**Dataset extract:**
-*-*-

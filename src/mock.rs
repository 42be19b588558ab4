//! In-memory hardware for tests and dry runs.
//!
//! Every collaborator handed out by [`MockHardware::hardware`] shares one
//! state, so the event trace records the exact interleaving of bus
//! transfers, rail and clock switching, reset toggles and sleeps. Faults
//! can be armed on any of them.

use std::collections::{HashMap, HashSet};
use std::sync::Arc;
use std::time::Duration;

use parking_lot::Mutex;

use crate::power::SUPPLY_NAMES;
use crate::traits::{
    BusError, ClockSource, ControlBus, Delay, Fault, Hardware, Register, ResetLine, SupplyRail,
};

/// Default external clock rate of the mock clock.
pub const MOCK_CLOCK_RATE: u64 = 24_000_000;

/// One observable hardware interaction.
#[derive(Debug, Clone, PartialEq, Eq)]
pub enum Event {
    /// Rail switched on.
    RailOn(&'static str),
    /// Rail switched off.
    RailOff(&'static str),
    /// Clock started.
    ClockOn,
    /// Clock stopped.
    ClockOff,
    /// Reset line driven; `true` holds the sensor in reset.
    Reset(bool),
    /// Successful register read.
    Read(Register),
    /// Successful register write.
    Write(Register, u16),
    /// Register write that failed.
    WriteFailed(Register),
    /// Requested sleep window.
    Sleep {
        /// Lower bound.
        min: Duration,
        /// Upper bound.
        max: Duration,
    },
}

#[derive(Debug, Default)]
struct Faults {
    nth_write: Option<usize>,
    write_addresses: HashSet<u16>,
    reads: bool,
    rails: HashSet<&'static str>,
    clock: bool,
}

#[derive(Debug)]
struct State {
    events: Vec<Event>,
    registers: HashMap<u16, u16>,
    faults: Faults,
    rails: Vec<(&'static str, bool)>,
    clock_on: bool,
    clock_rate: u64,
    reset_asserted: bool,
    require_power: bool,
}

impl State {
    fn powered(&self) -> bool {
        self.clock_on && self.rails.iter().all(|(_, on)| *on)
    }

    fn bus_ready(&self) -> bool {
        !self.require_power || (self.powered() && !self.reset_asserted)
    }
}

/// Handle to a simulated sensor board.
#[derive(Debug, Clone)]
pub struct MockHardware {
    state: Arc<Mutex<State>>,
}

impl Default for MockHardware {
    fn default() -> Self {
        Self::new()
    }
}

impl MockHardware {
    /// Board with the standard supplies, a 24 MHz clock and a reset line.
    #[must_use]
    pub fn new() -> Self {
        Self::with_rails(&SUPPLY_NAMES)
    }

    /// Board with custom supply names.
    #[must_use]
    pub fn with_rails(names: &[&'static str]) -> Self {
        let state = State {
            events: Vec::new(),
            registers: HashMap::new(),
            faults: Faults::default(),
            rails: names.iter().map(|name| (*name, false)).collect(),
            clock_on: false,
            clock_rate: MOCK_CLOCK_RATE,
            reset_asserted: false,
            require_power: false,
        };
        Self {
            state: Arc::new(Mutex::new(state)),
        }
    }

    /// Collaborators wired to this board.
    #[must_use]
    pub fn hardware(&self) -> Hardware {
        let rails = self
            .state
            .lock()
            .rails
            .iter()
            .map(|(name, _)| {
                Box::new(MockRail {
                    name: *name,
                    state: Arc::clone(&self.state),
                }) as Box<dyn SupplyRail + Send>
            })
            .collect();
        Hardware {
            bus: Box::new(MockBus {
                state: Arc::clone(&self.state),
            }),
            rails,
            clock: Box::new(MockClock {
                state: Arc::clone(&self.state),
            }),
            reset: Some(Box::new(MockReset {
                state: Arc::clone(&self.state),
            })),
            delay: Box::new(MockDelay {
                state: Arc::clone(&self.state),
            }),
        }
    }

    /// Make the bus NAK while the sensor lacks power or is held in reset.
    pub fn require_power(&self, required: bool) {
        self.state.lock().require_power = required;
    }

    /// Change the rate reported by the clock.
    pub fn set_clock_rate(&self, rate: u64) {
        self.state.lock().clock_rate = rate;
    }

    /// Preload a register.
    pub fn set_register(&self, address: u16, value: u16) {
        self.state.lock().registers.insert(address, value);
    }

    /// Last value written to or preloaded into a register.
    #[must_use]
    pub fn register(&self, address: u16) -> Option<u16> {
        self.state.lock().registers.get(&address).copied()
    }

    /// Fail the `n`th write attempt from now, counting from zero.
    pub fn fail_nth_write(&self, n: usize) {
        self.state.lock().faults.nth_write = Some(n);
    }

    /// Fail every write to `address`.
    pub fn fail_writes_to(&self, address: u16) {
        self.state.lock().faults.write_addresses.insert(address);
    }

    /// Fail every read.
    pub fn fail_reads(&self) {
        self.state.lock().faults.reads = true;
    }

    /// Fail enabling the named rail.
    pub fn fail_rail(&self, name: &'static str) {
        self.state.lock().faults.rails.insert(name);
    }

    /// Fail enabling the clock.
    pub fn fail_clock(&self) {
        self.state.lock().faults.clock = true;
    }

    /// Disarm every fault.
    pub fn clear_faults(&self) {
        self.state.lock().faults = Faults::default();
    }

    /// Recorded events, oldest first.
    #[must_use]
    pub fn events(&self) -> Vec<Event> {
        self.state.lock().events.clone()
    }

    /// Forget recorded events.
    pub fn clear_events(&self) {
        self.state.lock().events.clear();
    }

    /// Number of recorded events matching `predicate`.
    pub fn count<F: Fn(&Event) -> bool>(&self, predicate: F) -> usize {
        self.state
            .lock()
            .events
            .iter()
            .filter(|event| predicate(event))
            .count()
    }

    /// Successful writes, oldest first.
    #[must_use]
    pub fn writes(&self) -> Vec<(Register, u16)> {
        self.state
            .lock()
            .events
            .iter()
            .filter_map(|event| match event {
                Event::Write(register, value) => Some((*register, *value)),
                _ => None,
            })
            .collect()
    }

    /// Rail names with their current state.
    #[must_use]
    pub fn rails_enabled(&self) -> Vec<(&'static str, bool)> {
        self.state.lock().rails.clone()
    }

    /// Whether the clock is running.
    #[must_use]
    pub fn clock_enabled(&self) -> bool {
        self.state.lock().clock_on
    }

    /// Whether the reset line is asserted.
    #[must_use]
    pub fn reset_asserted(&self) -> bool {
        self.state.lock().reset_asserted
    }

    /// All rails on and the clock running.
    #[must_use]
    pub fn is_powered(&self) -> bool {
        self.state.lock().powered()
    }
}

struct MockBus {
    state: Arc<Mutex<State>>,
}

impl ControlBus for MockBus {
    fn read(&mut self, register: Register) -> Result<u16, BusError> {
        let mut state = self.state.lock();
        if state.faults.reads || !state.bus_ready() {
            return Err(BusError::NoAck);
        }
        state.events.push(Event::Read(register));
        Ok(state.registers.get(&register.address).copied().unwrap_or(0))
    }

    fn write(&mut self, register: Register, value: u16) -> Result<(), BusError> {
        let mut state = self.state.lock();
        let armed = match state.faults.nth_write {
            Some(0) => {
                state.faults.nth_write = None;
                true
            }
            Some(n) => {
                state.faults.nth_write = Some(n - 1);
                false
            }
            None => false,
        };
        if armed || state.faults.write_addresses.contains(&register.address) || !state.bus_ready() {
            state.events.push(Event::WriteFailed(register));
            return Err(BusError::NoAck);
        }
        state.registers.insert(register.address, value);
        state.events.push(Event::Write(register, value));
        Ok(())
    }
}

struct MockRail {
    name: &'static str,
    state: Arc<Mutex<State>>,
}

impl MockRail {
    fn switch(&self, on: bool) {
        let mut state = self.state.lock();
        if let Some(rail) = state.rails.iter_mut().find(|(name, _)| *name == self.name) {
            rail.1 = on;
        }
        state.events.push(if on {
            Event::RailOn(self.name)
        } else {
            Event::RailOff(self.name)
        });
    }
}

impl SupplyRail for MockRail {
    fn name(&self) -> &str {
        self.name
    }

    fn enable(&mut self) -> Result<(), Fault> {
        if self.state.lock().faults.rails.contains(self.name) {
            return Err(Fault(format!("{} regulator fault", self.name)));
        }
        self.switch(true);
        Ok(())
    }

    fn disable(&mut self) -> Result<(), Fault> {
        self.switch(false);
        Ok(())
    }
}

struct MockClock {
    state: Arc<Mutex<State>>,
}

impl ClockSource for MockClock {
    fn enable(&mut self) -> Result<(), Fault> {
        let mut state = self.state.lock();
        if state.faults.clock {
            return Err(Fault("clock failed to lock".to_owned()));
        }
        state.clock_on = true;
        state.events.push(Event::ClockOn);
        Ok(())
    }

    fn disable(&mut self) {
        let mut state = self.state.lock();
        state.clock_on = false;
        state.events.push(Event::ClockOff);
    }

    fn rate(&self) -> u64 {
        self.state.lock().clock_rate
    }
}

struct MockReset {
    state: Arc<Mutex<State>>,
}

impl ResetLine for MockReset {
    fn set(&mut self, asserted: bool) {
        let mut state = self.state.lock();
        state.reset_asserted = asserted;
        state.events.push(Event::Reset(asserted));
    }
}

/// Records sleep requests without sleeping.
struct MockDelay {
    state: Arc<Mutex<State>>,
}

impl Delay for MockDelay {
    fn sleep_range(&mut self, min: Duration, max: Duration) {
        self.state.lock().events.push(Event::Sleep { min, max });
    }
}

-*-*-

**Your assignment:**
Bring together all lines from the listing that contain the word "Debug".

**Solution to the exercise:**
#[derive(Debug, Clone, PartialEq, Eq)]
#[derive(Debug, Default)]
#[derive(Debug)]
#[derive(Debug, Clone)]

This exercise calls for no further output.